Essa expressão define basicamente
quando o parceiro, após o sexo, muda a personalidade. Todo o amor e paixão que
aconteceu antes do ato sexual desaparece e o outro parceiro ou parceira
descobre que tudo não passou de uma farsa apenas para conseguir sexo. Todos os
“eu te amo” não valeram de nada.
É difícil você gostar de uma
pessoa, se entregar a ela e descobrir que ela estava tocando, amando e se
enroscando com outra. Nunca pensei que chegaria a esse ponto em minha vida.
Nunca pensei que um dia poderia sentir tal coisa, sentir tal sentimento. A
alguns meses atrás pensei que as únicas coisas que poderia sentir era dor e
arrependimento, mas muitas coisas mudaram de lá para cá e decisões foram
tomadas. Decisões das quais me arrependo profundamente.
Havia chegado a noite. O relógio
marcava pouco mais dás sete. O neurocirurgião Dr. Victor Reveley estava na casa
da Amy conversando com ela na sala enquanto eu me arrumava. Ele tinha ido me
buscar. Eu não disse a ele que não morava mais com meu pai, eu apenas disse que
tinha ido me arrumar na casa de uma amiga, no caso, Amy.
- e então Amy? Como Oliver está?
– perguntou Victor para Amy quase cochichando. Ele aproveitou que estava no
quarto se arrumando para poder fazer
perguntas.
- ele está bem – falou Amy se
sentindo um pouco incomodada com a pergunta afinal ela mal conhecia aquele
homem.
- não me entenda mal – falou
Victor – não estou perguntando no intuito de me intrometer na vida de Oliver.
Só quero saber se ele está bem fisicamente e mentalmente.
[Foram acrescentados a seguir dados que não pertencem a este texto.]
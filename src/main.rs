use std::sync::Arc;

use anyhow::Context;
use clap::Parser;
use log::info;

use ember::cache::LruCache;
use ember::config::Config;
use ember::http::{shutdown_signal, HttpServer};
use ember::metrics::metrics;

fn main() -> anyhow::Result<()> {
    env_logger::Builder::from_env(env_logger::Env::default().default_filter_or("info")).init();

    let cfg = Arc::new(Config::parse());
    let threads = cfg.effective_threads();

    info!(
        "Starting webserver port={}, threads={}, doc_root='{}', mem_cache={} MB, timeouts: read={}ms write={}ms keepalive={}ms",
        cfg.port,
        threads,
        cfg.doc_root.display(),
        cfg.cache_mem_mb,
        cfg.read_timeout_ms,
        cfg.write_timeout_ms,
        cfg.keepalive_timeout_ms
    );
    #[cfg(feature = "rdma")]
    info!(
        "RDMA: enabled={}, bind={}, port={}, pollers={}",
        cfg.rdma_enable, cfg.rdma_bind, cfg.rdma_port, cfg.rdma_pollers
    );

    let cache = Arc::new(LruCache::new(cfg.cache_capacity_bytes()));
    metrics().reset();

    #[cfg(feature = "rdma")]
    let mut rdma_srv = if cfg.rdma_enable {
        Some(
            ember::rdma::RdmaServer::start(cfg.clone(), cache.clone())
                .context("RDMA startup failed")?,
        )
    } else {
        None
    };
    #[cfg(not(feature = "rdma"))]
    if cfg.rdma_enable {
        log::warn!("--rdma-enable ignored: built without the 'rdma' feature");
    }

    let rt = tokio::runtime::Builder::new_multi_thread()
        .worker_threads(threads)
        .enable_all()
        .build()
        .context("failed to build runtime")?;

    rt.block_on(async {
        let server = HttpServer::bind(cfg.clone(), cache.clone())
            .await
            .context("HTTP bind failed")?;
        tokio::select! {
            _ = server.run() => {}
            _ = shutdown_signal() => {}
        }
        Ok::<(), anyhow::Error>(())
    })?;

    #[cfg(feature = "rdma")]
    if let Some(srv) = rdma_srv.as_mut() {
        srv.stop();
    }

    info!("Webserver stopped");
    Ok(())
}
Incluindo o sequestro
e a cirurgia.
- OK – falou ela respirando fundo
– ele está bem. Eu conheço Oliver a muito tempo e se ele estivesse mal eu
saberia.
- que bom, fico feliz por ele.
- ele anda meio estranho sabe, depois
que ele brigou com o pai dele. Fiquei surpresa. Ele nunca me disse ao certo o
que aconteceu, mas ele está morando comigo agora, então deve ser algo sério.
- espera… - falou Victor se
arrumando no sofá – Oliver e o Dr. Marshall brigaram?
- sim – falou Amy parecendo
preocupada – você não sabia? Meu deus… eu não devia ter dito. Por favor não
conte para ninguém e não comente com Ollie. Ele vai me matar se descobrir que
eu comentei isso com você.
- não se preocupe, não vou
comentar com ninguém.
- obrigada – falou Amy – acho
melhor eu ficar calada de agora em diante porque se não vou acabar falando mais
do que eu devo.
Victor concordou com a cabeça e
eles continuaram a me esperar.
Assim que terminei de me arrumar
sai do quarto. Victor tinha me trazido um terno. Era a primeira na vida que
usava um.
- e então? Vesti certo? –
perguntei quando cheguei a sala. Estava vestido com o terno e com os sapatos.
Eu segurava a gravata em minha mão porque não sabia dar nó.
- ficou perfeito – falou Victor
se levantando – só falta a gravata.
- você vai dar o nó?
- sim – falou ele pegando e
passando em volta do meu pescoço e em seguida dando um nó – eu também sempre
tive dificuldade em dar o nó em gravatas, mas minha esposa sabe cinquenta
maneiras diferentes.
- você está um gatão – falou Amy
para mim.
- vai me deixar vermelho – falei
envergonhado – me sinto estranho usando essa roupa.
- vamos indo? – perguntou Victor.
- vamos – falei apalpando o bolso
para ter certeza de que o papel do discurso estava em meu bolso.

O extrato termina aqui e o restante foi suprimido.